Al cumplir los quince, por esas cosas de la vida, dejé de verlo. No supe de él durante mucho tiempo; por más de diez años no volví a escuchar su voz: mi abuelo vivió solo en mi recuerdo.
Un día me dije que ya estaba bien, y fui a verlo, como había hecho tantos viernes.
Mi abuelo no me reconoció. Yo había cambiado, pero no era eso: ya no se acordaba de mí; había perdido la memoria.
Nunca pude contarle a mi abuelo que mi amor por los libros me había llevado a convertirme en escritor. Tampoco supo del dolor de los concursos perdidos, de las historias borroneadas, de los rechazos. Tampoco, claro, vio mis libros publicados ni celebró mis logros.
La vida está hecha de ausencias. Hay algunas que se hacen más pequeñas con el tiempo, que se dejan atrás, que se olvidan. La de mi abuelo, en cambio, se hizo cada vez más grande. Un día me pregunté si era posible ganarle a ese vacío. Me di cuenta de que escribo por eso: porque la única fuerza más grande que el olvido es la de las historias que contamos con el corazón.
Historias como la de Bruno y su abuelo. Historias que nos ayudan a entender que la única forma de no olvidar es haber amado sin prejuicios ni reproches.
Nací y crecí en Caja de Agua, Estado de México, donde hice de todo menos dibujar, hasta que un día me hicieron falta las palabras y fue entonces cuando los dibujos acudieron a mi rescate. Ahora —para expresarme— me han sobrado estas palabras y me han hecho falta más dibujos.
Siempre me encuentro rodeado de libros y revistas, aunque no en un contexto bibliotecario, sino más bien, estando en el puesto de revistas de mi abuela —ahora de mis papás— en donde pude redescubrir el poder que tienen las imágenes y el inolvidable olor a papel recién impreso.
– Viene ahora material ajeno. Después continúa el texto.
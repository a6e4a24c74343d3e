use axum::extract::Path;
use axum::{Extension, Json};
use serde_json::{json, Value};

use crate::adapters::stripe::StripeClient;
use crate::config::config;
use crate::error::ApiError;
use crate::middleware::{ApiResponse, ApiResult, AuthUser};
use crate::store::{names, Store};

/// POST /api/billing/payment-intent
///
/// Payment intent for the pro plan; amounts come from plan pricing config,
/// never from the request.
pub async fn create_payment_intent(
    Extension(auth): Extension<AuthUser>,
    Json(body): Json<Value>,
) -> ApiResult<Value> {
    let plans = &config().plans;
    let (plan_id, amount_cents) = match body["plan"].as_str().unwrap_or("monthly") {
        "monthly" => ("pro_monthly", plans.pro_monthly_cents),
        "yearly" => ("pro_yearly", plans.pro_yearly_cents),
        other => {
            return Err(ApiError::bad_request(format!("Unknown plan: {}", other)));
        }
    };

    let stripe = StripeClient::from_config()?;
    let intent = stripe
        .create_payment_intent(amount_cents, "usd", &auth.user_id, plan_id)
        .await?;

    Ok(ApiResponse::success(json!({
        "client_secret": intent["client_secret"],
        "amount_cents": amount_cents,
        "plan": plan_id,
    })))
}

/// GET /api/billing/session/:id
///
/// Checkout session lookup for payment verification, with line items
/// expanded and reshaped.
pub async fn checkout_session(
    Extension(_auth): Extension<AuthUser>,
    Path(session_id): Path<String>,
) -> ApiResult<Value> {
    let stripe = StripeClient::from_config()?;
    let session = stripe.retrieve_checkout_session(&session_id).await?;

    let line_items: Vec<Value> = session["line_items"]["data"]
        .as_array()
        .map(|items| {
            items
                .iter()
                .map(|item| {
                    json!({
                        "description": item["description"],
                        "amount_cents": item["amount_total"],
                        "quantity": item["quantity"],
                    })
                })
                .collect()
        })
        .unwrap_or_default();

    Ok(ApiResponse::success(json!({
        "id": session["id"],
        "status": session["status"],
        "payment_status": session["payment_status"],
        "amount_cents": session["amount_total"],
        "currency": session["currency"],
        "customer_email": session["customer_details"]["email"],
        "line_items": line_items,
    })))
}

/// POST /api/billing/portal
///
/// Billing-portal session for the calling user's Stripe customer.
pub async fn portal(Extension(auth): Extension<AuthUser>) -> ApiResult<Value> {
    let store = Store::shared().await?;
    let user = store
        .collection(names::USERS)
        .get(&auth.user_id)
        .await?
        .ok_or_else(|| ApiError::not_found("User not found"))?;

    let customer = user.field_str("stripe_customer_id").unwrap_or_default();
    if customer.is_empty() {
        return Err(ApiError::not_found("No Stripe customer for this user"));
    }

    let stripe = StripeClient::from_config()?;
    let session = stripe
        .create_portal_session(customer, &config().stripe.portal_return_url)
        .await?;

    Ok(ApiResponse::success(json!({
        "url": session["url"],
    })))
}
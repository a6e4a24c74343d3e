use axum::Extension;
use chrono::{Duration, Utc};
use serde_json::{json, Value};

use crate::config::config;
use crate::error::ApiError;
use crate::middleware::{policy, ApiResponse, ApiResult, AuthUser};
use crate::models::round2;
use crate::store::{format_timestamp, names, now_timestamp, Store};

pub(crate) const PAID_PLAN_IDS: [&str; 3] = ["pro", "pro_monthly", "pro_yearly"];

/// GET /api/admin/analytics/dashboard
///
/// Headline numbers for the admin console: signups today and per day over
/// the last week, paying subscriptions, and estimated MRR.
pub async fn dashboard(Extension(auth): Extension<AuthUser>) -> ApiResult<Value> {
    policy::require_admin(&auth).await?;
    let store = Store::shared().await?;
    let users = store.collection(names::USERS);

    let today = now_timestamp()[..10].to_string();
    let week_ago = format_timestamp(Utc::now() - Duration::days(7));

    let signups_today = users.query().prefix("created_at", &today).count().await?;
    let per_day = users
        .query()
        .gte("created_at", week_ago)
        .count_per_day("created_at")
        .await?;
    let signups_per_day: Vec<Value> = per_day
        .into_iter()
        .map(|(date, count)| json!({ "date": date, "count": count }))
        .collect();

    let active_subscriptions = count_paying(store).await?;
    let mrr = estimate_mrr(store).await?;

    Ok(ApiResponse::success(json!({
        "signups_today": signups_today,
        "signups_per_day": signups_per_day,
        "active_subscriptions": active_subscriptions,
        "mrr": mrr,
    })))
}

pub(crate) async fn count_paying(store: &Store) -> Result<i64, ApiError> {
    Ok(store
        .collection(names::SUBSCRIPTIONS)
        .query()
        .eq("status", "active")
        .in_any("plan_id", PAID_PLAN_IDS.iter().map(|s| s.to_string()).collect())
        .count()
        .await?)
}

/// MRR from plan pricing config: yearly revenue contributes one twelfth per
/// month; everything else paying bills monthly.
pub(crate) async fn estimate_mrr(store: &Store) -> Result<f64, ApiError> {
    let subscriptions = store.collection(names::SUBSCRIPTIONS);

    let yearly = subscriptions
        .query()
        .eq("status", "active")
        .eq("plan_id", "pro_yearly")
        .count()
        .await?;
    let paying = count_paying(store).await?;
    let monthly = (paying - yearly).max(0);

    let plans = &config().plans;
    Ok(round2(
        monthly as f64 * plans.monthly_dollars() + yearly as f64 * plans.yearly_dollars() / 12.0,
    ))
}
use serde_json::json;
use thiserror::Error;
use tracing::debug;

use crate::config::config;

const API_BASE: &str = "https://api.brevo.com/v3";

#[derive(Debug, Error)]
pub enum EmailError {
    #[error("Email API key not configured")]
    NotConfigured,

    #[error("Email API error ({status}): {message}")]
    Api { status: u16, message: String },

    #[error("Email request failed: {0}")]
    Http(#[from] reqwest::Error),
}

#[derive(Debug, Clone)]
pub struct OutboundEmail {
    pub to: String,
    pub subject: String,
    pub html: String,
}

/// Transactional email sender (Brevo SMTP API).
pub struct EmailClient {
    http: reqwest::Client,
    api_key: String,
    sender_name: String,
    sender_address: String,
}

impl EmailClient {
    pub fn from_config() -> Result<Self, EmailError> {
        let cfg = &config().email;
        let api_key = cfg.api_key.clone().ok_or(EmailError::NotConfigured)?;

        Ok(Self {
            http: reqwest::Client::new(),
            api_key,
            sender_name: cfg.sender_name.clone(),
            sender_address: cfg.sender_address.clone(),
        })
    }

    pub async fn send(&self, email: &OutboundEmail) -> Result<(), EmailError> {
        debug!("Sending transactional email to {}", email.to);

        let body = json!({
            "sender": {
                "name": self.sender_name,
                "email": self.sender_address,
            },
            "to": [{ "email": email.to }],
            "subject": email.subject,
            "htmlContent": email.html,
        });

        let response = self
            .http
            .post(format!("{}/smtp/email", API_BASE))
            .header("api-key", &self.api_key)
            .json(&body)
            .send()
            .await?;

        let status = response.status();
        if status.is_success() {
            Ok(())
        } else {
            let message = response.text().await.unwrap_or_default();
            Err(EmailError::Api {
                status: status.as_u16(),
                message,
            })
        }
    }
}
Hoy, esos recuerdos se transforman en nostalgia, la cual no puedo describir pero sí ilustrar, donde lo cotidiano de la ciudad me acompaña en mi proceso. Y como el grafiti, esos recuerdos solo los borrará el tiempo.
Actualmente soy diseñador gráfico y un gran entusiasta de la tipografía, de la música, pero sobre todo, de las mandarinas y su permanente aroma que se queda impregnado en las manos. Aunque soy callado, nunca paso silencios incómodos junto a mi perro Tito.